Massively Parallel Processing
In MPP systems, all the compute nodes participate in coordinated operations, yet are built on shared nothing architecture. These nodes are independent units of compute, storage, and memory; to reduce the contention between nodes, there is no resource sharing between the nodes. This approach relies on parallelism to execute the queries on large data. In MPP, all the data is split into multiple nodes to run the queries locally and in parallel with all the other nodes. This helps to execute queries faster on TBs of data. Examples of MPP solutions are SQL pools in Synapse Analytics (earlier known as SQL DW) and Redshift, etc.
So far, there has been a discussion of three major types of analytics systems: enterprise data warehouse, big data, and MPP systems. Now, let’s understand where the word data lake analytics comes from.

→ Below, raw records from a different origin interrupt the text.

// SPDX-License-Identifier: MIT OR Apache-2.0
//! End-to-end: one component/operation model over both wire dialects.

mod support;

use serde_json::json;
use shelly_connect::prelude::*;
use support::{FakeTransport, gen1_device, gen2_device};

// ---------------------------------------------------------------------------
// 1. Gen2 switch toggle round-trip
// ---------------------------------------------------------------------------

#[tokio::test]
async fn gen2_switch_toggle_roundtrip() {
    support::init_tracing();
    let transport = FakeTransport::new()
        .respond_rpc("Switch.Toggle", json!({"was_on": false}))
        .into_arc();
    let device = gen2_device("shellyplus1-a8032ab12345", "SNSW-001X16EU", transport.clone());

    let result = device.switch(0).toggle(&CancellationToken::new()).await.unwrap();
    assert_eq!(result.was_on, Some(false));

    let calls = transport.calls();
    assert_eq!(calls.len(), 1);
    assert_eq!(calls[0].0, "Switch.Toggle");
    assert_eq!(calls[0].1, Some(json!({"id": 0})));
}

// ---------------------------------------------------------------------------
// 2. Gen1 relay set
// ---------------------------------------------------------------------------

#[tokio::test]
async fn gen1_relay_set_roundtrip() {
    let transport = FakeTransport::new()
        .respond_raw("relay/0", json!({"ison": true, "has_timer": false}))
        .into_arc();
    let device = gen1_device("shelly1-a4cf12f45678", "SHSW-1", transport.clone());

    let status = device.switch(0).set(&CancellationToken::new(), true).await.unwrap();
    assert_eq!(status.is_on, Some(true));
    assert_eq!(status.has_timer, Some(false));

    let calls = transport.calls();
    assert_eq!(calls[0].0, "relay/0");
    assert_eq!(calls[0].1, Some(json!({"turn": "on"})));
}

// ---------------------------------------------------------------------------
// 3. The same abstract call works on both generations
// ---------------------------------------------------------------------------

#[tokio::test]
async fn switch_status_is_uniform_across_generations() {
    let ctx = CancellationToken::new();

    let gen2 = FakeTransport::new()
        .respond_rpc("Switch.GetStatus", json!({"id": 0, "output": true, "apower": 12.0}))
        .into_arc();
    let status2 = gen2_device("p1", "SNSW-001X16EU", gen2.clone())
        .switch(0)
        .get_status(&ctx)
        .await
        .unwrap();

    let gen1 = FakeTransport::new()
        .respond_raw(
            "status",
            json!({"relays": [{"ison": true, "has_timer": false}]}),
        )
        .into_arc();
    let status1 = gen1_device("s1", "SHSW-1", gen1.clone())
        .switch(0)
        .get_status(&ctx)
        .await
        .unwrap();

    // Different wire shapes, identical abstract answer.
    assert!(status2.output);
    assert!(status1.output);
    assert_eq!(gen2.calls()[0].0, "Switch.GetStatus");
    assert_eq!(gen1.calls()[0].0, "status");
}

// ---------------------------------------------------------------------------
// 4. Cover semantics across generations
// ---------------------------------------------------------------------------

#[tokio::test]
async fn cover_go_to_position_translates_per_generation() {
    let ctx = CancellationToken::new();

    let gen2 = FakeTransport::new().into_arc();
    gen2_device("p2", "SNSW-102P16EU", gen2.clone())
        .cover(0)
        .go_to_position(&ctx, 50)
        .await
        .unwrap();
    assert_eq!(gen2.calls()[0].0, "Cover.GoToPosition");
    assert_eq!(gen2.calls()[0].1, Some(json!({"id": 0, "pos": 50})));

    let gen1 = FakeTransport::new().into_arc();
    gen1_device("s2", "SHSW-25", gen1.clone())
        .cover(0)
        .go_to_position(&ctx, 50)
        .await
        .unwrap();
    assert_eq!(gen1.calls()[0].0, "roller/0");
    assert_eq!(gen1.calls()[0].1, Some(json!({"go": "to_pos", "roller_pos": 50})));
}

// ---------------------------------------------------------------------------
// 5. Encode-time failures never reach the wire
// ---------------------------------------------------------------------------

#[tokio::test]
async fn unknown_component_kind_fails_before_io() {
    let transport = FakeTransport::new().into_arc();
    let device = gen2_device("p3", "SNSW-001X16EU", transport.clone());

    let err = device
        .component(ComponentRef::indexed("emdata2", 0))
        .get_status(&CancellationToken::new())
        .await
        .unwrap_err();
    assert_eq!(err.kind, ErrorKind::InvalidArgument);
    assert!(transport.calls().is_empty(), "nothing may reach the wire");
}

#[tokio::test]
async fn gen1_rejects_rpc_only_components_before_io() {
    let transport = FakeTransport::new().into_arc();
    let device = gen1_device("s3", "SHSW-1", transport.clone());

    let err = device
        .component(ComponentRef::singleton("kvs"))
        .call(&CancellationToken::new(), "GetMany", None)
        .await
        .unwrap_err();
    assert_eq!(err.kind, ErrorKind::UnsupportedGeneration);
    assert!(transport.calls().is_empty());
}

// ---------------------------------------------------------------------------
// 6. Device-reported errors carry the typed taxonomy
// ---------------------------------------------------------------------------

#[tokio::test]
async fn rpc_error_objects_become_typed_errors() {
    let transport = FakeTransport::new()
        .respond_raw(
            "Switch.Set",
            json!({
                "jsonrpc": "2.0", "id": 1,
                "error": {"code": -103, "message": "Invalid argument 'on'!"},
            }),
        )
        .into_arc();
    let device = gen2_device("p4", "SNSW-001X16EU", transport);

    let err = device.switch(0).set(&CancellationToken::new(), true).await.unwrap_err();
    assert_eq!(err.kind, ErrorKind::RpcError);
    assert_eq!(err.context["code"], json!(-103));
    assert!(err.message.contains("Invalid argument"));
}
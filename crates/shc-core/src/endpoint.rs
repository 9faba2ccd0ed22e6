//! Resolvable network addresses with a scheme hint.

use serde::{Deserialize, Serialize};
use std::fmt;

/// Scheme hint for an [`Endpoint`].
#[derive(Debug, Clone, Copy, PartialEq, Eq, Hash, Serialize, Deserialize)]
#[serde(rename_all = "lowercase")]
pub enum Scheme {
    /// Plain HTTP.
    Http,
    /// HTTP over TLS.
    Https,
    /// Plain WebSocket.
    Ws,
    /// WebSocket over TLS.
    Wss,
    /// MQTT broker.
    Mqtt,
    /// CoAP multicast ingress.
    Coap,
    /// Cloud endpoint derived from a JWT claim.
    Cloud,
}

impl Scheme {
    /// URL scheme string.
    #[must_use]
    pub fn as_str(self) -> &'static str {
        match self {
            Self::Http => "http",
            Self::Https => "https",
            Self::Ws => "ws",
            Self::Wss => "wss",
            Self::Mqtt => "mqtt",
            Self::Coap => "coap",
            Self::Cloud => "cloud",
        }
    }
}

/// A resolvable network address plus scheme hint.
///
/// Cloud endpoints are derived from a JWT claim and may change when the
/// session re-authenticates; local endpoints are stable for the lifetime
/// of a transport.
#[derive(Debug, Clone, PartialEq, Eq, Hash, Serialize, Deserialize)]
pub struct Endpoint {
    /// Host name or address.
    pub host: String,
    /// Optional explicit port; schemes carry their own defaults.
    #[serde(default, skip_serializing_if = "Option::is_none")]
    pub port: Option<u16>,
    /// Scheme hint.
    pub scheme: Scheme,
}

impl Endpoint {
    /// Create an endpoint from host and scheme, with the scheme's default port.
    pub fn new(host: impl Into<String>, scheme: Scheme) -> Self {
        Self {
            host: host.into(),
            port: None,
            scheme,
        }
    }

    /// Override the port.
    #[must_use]
    pub fn with_port(mut self, port: u16) -> Self {
        self.port = Some(port);
        self
    }

    /// Render as `scheme://host[:port]`.
    #[must_use]
    pub fn to_url(&self) -> String {
        match self.port {
            Some(port) => format!("{}://{}:{port}", self.scheme.as_str(), self.host),
            None => format!("{}://{}", self.scheme.as_str(), self.host),
        }
    }
}

impl fmt::Display for Endpoint {
    fn fmt(&self, f: &mut fmt::Formatter<'_>) -> fmt::Result {
        f.write_str(&self.to_url())
    }
}
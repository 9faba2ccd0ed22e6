// SPDX-License-Identifier: MIT OR Apache-2.0
#![doc = include_str!("../README.md")]
#![deny(unsafe_code)]
#![warn(missing_docs)]

mod backoff;
mod coap;
mod digest;
mod http;
mod limiter;
mod mqtt;
mod query;
mod ws;

pub use backoff::ReconnectPolicy;
pub use coap::{COAP_MULTICAST_GROUP, COAP_PORT, CoapListener, CoapPacket, event_from_payload, parse_packet};
pub use http::{HttpConfig, HttpDialect, HttpTransport};
pub use limiter::RateLimiter;
pub use mqtt::{MqttConfig, MqttTransport};
pub use query::render_query;
pub use ws::{ConnectionState, WsConfig, WsTransport, notification_to_event};

use async_trait::async_trait;
use tokio_util::sync::CancellationToken;

// ---------------------------------------------------------------------------
// Credential
// ---------------------------------------------------------------------------

/// Authentication credential attached to a transport.
#[derive(Debug, Clone, PartialEq, Eq)]
pub enum Credential {
    /// HTTP Basic, pre-attached to every request (Gen1 devices).
    Basic {
        /// User name (`admin` on Gen1 devices).
        username: String,
        /// Plain-text password.
        password: String,
    },
    /// HTTP Digest (SHA-256), answered on a 401 challenge (Gen2+ devices).
    Digest {
        /// User name (`admin` on Gen2+ devices).
        username: String,
        /// Plain-text password.
        password: String,
    },
}

impl Credential {
    /// The user name, regardless of scheme.
    #[must_use]
    pub fn username(&self) -> &str {
        match self {
            Self::Basic { username, .. } | Self::Digest { username, .. } => username,
        }
    }
}

// ---------------------------------------------------------------------------
// Transport contract
// ---------------------------------------------------------------------------

/// The behavioral contract every request/response carrier satisfies.
///
/// `call` submits one request and resolves with the raw response bytes.
/// Implementations honor the cancellation token at every suspension point
/// and surface typed transport failures unchanged; no retry at this layer.
///
/// Streaming transports additionally expose a raw `send` and a
/// notification subscription; see [`WsTransport`].
#[async_trait]
pub trait Transport: Send + Sync {
    /// Submit one request and await the raw response bytes.
    async fn call(
        &self,
        ctx: &CancellationToken,
        method: &str,
        params: Option<serde_json::Value>,
    ) -> shc_error::Result<Vec<u8>>;

    /// Close the transport. Idempotent; subsequent calls to [`Transport::call`]
    /// yield [`shc_error::ErrorKind::Closed`].
    async fn close(&self);

    /// Whether [`Transport::close`] has been observed.
    fn is_closed(&self) -> bool;
}
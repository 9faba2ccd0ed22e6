// SPDX-License-Identifier: MIT OR Apache-2.0
//! WebSocket transport: one full-duplex connection with id-correlated
//! request/response and server-initiated notifications.
//!
//! Outbound writes are serialized through an internal queue. Inbound frames
//! are JSON-decoded and dispatched: a frame whose `id` matches an in-flight
//! request completes that request; everything else is pushed to the
//! notification subscribers.

use crate::backoff::ReconnectPolicy;
use crate::Transport;
use async_trait::async_trait;
use futures_util::{SinkExt, StreamExt};
use shc_error::{Error, ErrorKind};
use shc_rpc::{IdSequence, RpcFrame, RpcRequest};
use std::collections::HashMap;
use std::sync::{Arc, Mutex};
use std::time::Duration;
use tokio::net::TcpStream;
use tokio::sync::{broadcast, mpsc, oneshot, watch};
use tokio_tungstenite::tungstenite::Message;
use tokio_tungstenite::{MaybeTlsStream, WebSocketStream};
use tokio_util::sync::CancellationToken;
use tracing::{debug, info, warn};

const NOTIFICATION_CHANNEL_CAPACITY: usize = 256;
const OUTBOUND_QUEUE_CAPACITY: usize = 64;

// ---------------------------------------------------------------------------
// Configuration & state
// ---------------------------------------------------------------------------

/// WebSocket transport options.
#[derive(Debug, Clone)]
pub struct WsConfig {
    /// WebSocket URL (`ws://host/rpc` for local Gen2+ devices).
    pub url: String,
    /// How long one `call` may take end to end. Default 30 s.
    pub call_timeout: Duration,
    /// Read deadline on the socket. Default 60 s.
    pub read_timeout: Duration,
    /// Write deadline for one outbound frame. Default 10 s.
    pub write_timeout: Duration,
    /// Reconnect backoff policy.
    pub reconnect: ReconnectPolicy,
}

impl WsConfig {
    /// Config with defaults for the given URL.
    pub fn new(url: impl Into<String>) -> Self {
        Self {
            url: url.into(),
            call_timeout: Duration::from_secs(30),
            read_timeout: Duration::from_secs(60),
            write_timeout: Duration::from_secs(10),
            reconnect: ReconnectPolicy::default(),
        }
    }
}

/// Observable connection state.
#[derive(Debug, Clone, Copy, PartialEq, Eq)]
pub enum ConnectionState {
    /// No connection and no attempt in flight.
    Disconnected,
    /// Dialing.
    Connecting,
    /// Connected and serving traffic.
    Connected,
    /// `close()` was requested; the loop is shutting down.
    Draining,
    /// The last connection or dial attempt failed; backoff pending.
    Failed,
}

// ---------------------------------------------------------------------------
// WsTransport
// ---------------------------------------------------------------------------

struct Shared {
    config: WsConfig,
    ids: IdSequence,
    pending: Mutex<HashMap<u32, oneshot::Sender<Vec<u8>>>>,
    outbound_tx: mpsc::Sender<String>,
    notify_tx: broadcast::Sender<RpcFrame>,
    state_tx: watch::Sender<ConnectionState>,
    shutdown: CancellationToken,
}

/// Stream-oriented RPC carrier over a single WebSocket connection.
pub struct WsTransport {
    shared: Arc<Shared>,
}

impl WsTransport {
    /// Create the transport and spawn its connection loop.
    ///
    /// Returns immediately; the first dial happens in the background and
    /// calls queue up behind the outbound writer until it succeeds.
    #[must_use]
    pub fn connect(config: WsConfig) -> Self {
        let (outbound_tx, outbound_rx) = mpsc::channel(OUTBOUND_QUEUE_CAPACITY);
        let (notify_tx, _) = broadcast::channel(NOTIFICATION_CHANNEL_CAPACITY);
        let (state_tx, _) = watch::channel(ConnectionState::Disconnected);
        let shared = Arc::new(Shared {
            config,
            ids: IdSequence::new(),
            pending: Mutex::new(HashMap::new()),
            outbound_tx,
            notify_tx,
            state_tx,
            shutdown: CancellationToken::new(),
        });

        let loop_shared = Arc::clone(&shared);
        tokio::spawn(async move {
            run_loop(loop_shared, outbound_rx).await;
        });

        Self { shared }
    }

    /// Current connection state.
    #[must_use]
    pub fn state(&self) -> ConnectionState {
        *self.shared.state_tx.subscribe().borrow()
    }

    /// Watch connection-state transitions.
    #[must_use]
    pub fn state_changes(&self) -> watch::Receiver<ConnectionState> {
        self.shared.state_tx.subscribe()
    }

    /// Subscribe to server-initiated notifications (`id: null` frames).
    ///
    /// Dropping the receiver cancels the subscription.
    #[must_use]
    pub fn subscribe(&self) -> broadcast::Receiver<RpcFrame> {
        self.shared.notify_tx.subscribe()
    }

    /// Enqueue one raw outbound frame, bypassing request correlation.
    pub async fn send(&self, ctx: &CancellationToken, text: String) -> shc_error::Result<()> {
        if self.shared.shutdown.is_cancelled() {
            return Err(Error::new(ErrorKind::Closed, "transport is closed"));
        }
        tokio::select! {
            biased;
            () = ctx.cancelled() => Err(Error::cancelled()),
            sent = self.shared.outbound_tx.send(text) => sent
                .map_err(|_| Error::new(ErrorKind::Closed, "transport is closed")),
        }
    }
}

#[async_trait]
impl Transport for WsTransport {
    async fn call(
        &self,
        ctx: &CancellationToken,
        method: &str,
        params: Option<serde_json::Value>,
    ) -> shc_error::Result<Vec<u8>> {
        let shared = &self.shared;
        if shared.shutdown.is_cancelled() {
            return Err(Error::new(ErrorKind::Closed, "transport is closed"));
        }

        let id = shared.ids.next_id();
        let request = RpcRequest::new(id, method, params);
        let text = String::from_utf8(request.encode()?)
            .map_err(|e| Error::new(ErrorKind::InvalidArgument, "request is not UTF-8").with_source(e))?;

        let (response_tx, response_rx) = oneshot::channel();
        shared
            .pending
            .lock()
            .expect("pending map lock poisoned")
            .insert(id, response_tx);

        // Failure from here on must deregister the pending slot.
        let result = self.call_inner(ctx, id, text, response_rx).await;
        if result.is_err() {
            shared
                .pending
                .lock()
                .expect("pending map lock poisoned")
                .remove(&id);
        }
        result
    }

    async fn close(&self) {
        let _ = self.shared.state_tx.send(ConnectionState::Draining);
        self.shared.shutdown.cancel();
    }

    fn is_closed(&self) -> bool {
        self.shared.shutdown.is_cancelled()
    }
}

impl WsTransport {
    async fn call_inner(
        &self,
        ctx: &CancellationToken,
        id: u32,
        text: String,
        response_rx: oneshot::Receiver<Vec<u8>>,
    ) -> shc_error::Result<Vec<u8>> {
        let shared = &self.shared;

        tokio::select! {
            biased;
            () = ctx.cancelled() => return Err(Error::cancelled()),
            sent = shared.outbound_tx.send(text) => {
                sent.map_err(|_| Error::new(ErrorKind::Closed, "transport is closed"))?;
            }
        }

        tokio::select! {
            biased;
            () = ctx.cancelled() => Err(Error::cancelled()),
            () = tokio::time::sleep(shared.config.call_timeout) => {
                Err(Error::new(ErrorKind::Timeout, "no response within the call timeout")
                    .with_context("id", id)
                    .with_context("timeout_ms", shared.config.call_timeout.as_millis() as u64))
            }
            response = response_rx => response.map_err(|_| {
                if shared.shutdown.is_cancelled() {
                    Error::new(ErrorKind::Closed, "transport closed during call")
                } else {
                    Error::new(ErrorKind::NetworkError, "connection lost during call")
                        .with_context("id", id)
                }
            }),
        }
    }
}

// ---------------------------------------------------------------------------
// Connection loop
// ---------------------------------------------------------------------------

type WsStream = WebSocketStream<MaybeTlsStream<TcpStream>>;

/// Dial → drive → on failure back off, doubling up to the cap; the attempt
/// counter resets on every successful connection.
async fn run_loop(shared: Arc<Shared>, mut outbound_rx: mpsc::Receiver<String>) {
    let mut attempt: u32 = 0;

    loop {
        if shared.shutdown.is_cancelled() {
            break;
        }
        let _ = shared.state_tx.send(ConnectionState::Connecting);

        let dialed = tokio::select! {
            biased;
            () = shared.shutdown.cancelled() => break,
            dialed = tokio_tungstenite::connect_async(shared.config.url.as_str()) => dialed,
        };

        match dialed {
            Ok((stream, _response)) => {
                info!(target: "shelly.transport.ws", url = %shared.config.url, "connected");
                let _ = shared.state_tx.send(ConnectionState::Connected);
                attempt = 0;

                drive(&shared, stream, &mut outbound_rx).await;
                fail_pending(&shared);
                if shared.shutdown.is_cancelled() {
                    break;
                }
                let _ = shared.state_tx.send(ConnectionState::Failed);
            }
            Err(e) => {
                warn!(target: "shelly.transport.ws", error = %e, attempt, "dial failed");
                let _ = shared.state_tx.send(ConnectionState::Failed);
            }
        }

        let delay = shared.config.reconnect.delay(attempt);
        attempt = attempt.saturating_add(1);
        debug!(
            target: "shelly.transport.ws",
            delay_ms = delay.as_millis() as u64,
            attempt,
            "backing off before reconnect"
        );
        tokio::select! {
            biased;
            () = shared.shutdown.cancelled() => break,
            () = tokio::time::sleep(delay) => {}
        }
    }

    fail_pending(&shared);
    let _ = shared.state_tx.send(ConnectionState::Disconnected);
    debug!(target: "shelly.transport.ws", "connection loop exited");
}

/// Serve one live connection until it drops, the read deadline passes, or
/// shutdown is requested.
async fn drive(shared: &Shared, stream: WsStream, outbound_rx: &mut mpsc::Receiver<String>) {
    let (mut sink, mut reader) = stream.split();

    loop {
        tokio::select! {
            biased;
            () = shared.shutdown.cancelled() => {
                let _ = sink.close().await;
                return;
            }
            outbound = outbound_rx.recv() => {
                let Some(text) = outbound else { return };
                let write = tokio::time::timeout(
                    shared.config.write_timeout,
                    sink.send(Message::text(text)),
                );
                match write.await {
                    Ok(Ok(())) => {}
                    Ok(Err(e)) => {
                        warn!(target: "shelly.transport.ws", error = %e, "write failed");
                        return;
                    }
                    Err(_) => {
                        warn!(target: "shelly.transport.ws", "write deadline exceeded");
                        return;
                    }
                }
            }
            frame = tokio::time::timeout(shared.config.read_timeout, reader.next()) => {
                match frame {
                    Err(_) => {
                        warn!(target: "shelly.transport.ws", "read deadline exceeded");
                        return;
                    }
                    Ok(None) => {
                        info!(target: "shelly.transport.ws", "stream ended");
                        return;
                    }
                    Ok(Some(Err(e))) => {
                        warn!(target: "shelly.transport.ws", error = %e, "read failed");
                        return;
                    }
                    Ok(Some(Ok(message))) => {
                        if !handle_frame(shared, message) {
                            return;
                        }
                    }
                }
            }
        }
    }
}

/// Dispatch one inbound frame. Returns `false` when the connection should
/// be torn down (server close frame).
fn handle_frame(shared: &Shared, message: Message) -> bool {
    let bytes: Vec<u8> = match message {
        Message::Text(text) => text.as_bytes().to_vec(),
        Message::Binary(bin) => bin.to_vec(),
        Message::Close(_) => {
            info!(target: "shelly.transport.ws", "close frame received");
            return false;
        }
        // tungstenite answers pings on the next write; nothing to do.
        _ => return true,
    };

    let frame = match RpcFrame::decode(&bytes) {
        Ok(frame) => frame,
        Err(e) => {
            debug!(target: "shelly.transport.ws", error = %e, "undecodable frame dropped");
            return true;
        }
    };

    if let Some(id) = frame.id {
        let slot = shared
            .pending
            .lock()
            .expect("pending map lock poisoned")
            .remove(&id);
        match slot {
            Some(response_tx) => {
                let _ = response_tx.send(bytes);
            }
            None => {
                debug!(target: "shelly.transport.ws", id, "response for unknown request id");
            }
        }
    } else {
        // Server-initiated notification; nobody listening is fine.
        let _ = shared.notify_tx.send(frame);
    }
    true
}

/// Drop every in-flight request; their callers observe a connection loss.
fn fail_pending(shared: &Shared) {
    shared
        .pending
        .lock()
        .expect("pending map lock poisoned")
        .clear();
}

// ---------------------------------------------------------------------------
// Notification typing
// ---------------------------------------------------------------------------

/// Turn a server-initiated frame into a typed device event.
///
/// Local Gen2+ devices push `NotifyStatus` / `NotifyFullStatus` /
/// `NotifyEvent` frames on the same socket that carries RPC traffic. The
/// frame's `src` names the device when present; `device_id` is the
/// fallback (the id the transport was opened against). Non-notification
/// frames and unknown methods yield `None`.
#[must_use]
pub fn notification_to_event(device_id: &str, frame: &RpcFrame) -> Option<shc_core::DeviceEvent> {
    if !frame.is_notification() {
        return None;
    }
    let kind = shc_core::EventKind::from_wire_name(frame.method.as_deref()?)?;
    let source = frame
        .params
        .as_ref()
        .and_then(|p| p.get("src"))
        .and_then(serde_json::Value::as_str)
        .unwrap_or(device_id);
    Some(shc_core::DeviceEvent::new(
        source,
        kind,
        frame.params.clone().unwrap_or(serde_json::Value::Null),
    ))
}

// ---------------------------------------------------------------------------
// Tests
// ---------------------------------------------------------------------------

Data Lake Analytics Rationale
- 1.
Data sources
- 2.
Data ingestion
- 3.
Data storage
- 4.
Preparation and training
- 5.
Model and serve
In the coming chapters, these steps are discussed in detail.
Conclusion
This chapter is about the basics of data analytics and how the evolution of data analytics platforms happened. The chapter is important for both data engineers and other DB profiles who are trying to get into this field. It briefly covers relational and nonrelational data stores and how the application landscape has changed from monolithic to microservices architectures. Moreover, there is a discussion on how these changes have brought a shift from enterprise data warehouses to big data analytics and massively parallel processing solutions. Fast-forward to the cloud world, where the enterprise data warehouse has been merged with big data analytics solutions into modern data warehouses; and when ML is infused into this solution, it becomes advanced analytics solutions. In the next chapter, there is a deeper discussion of the basic building blocks of data analytics solutions.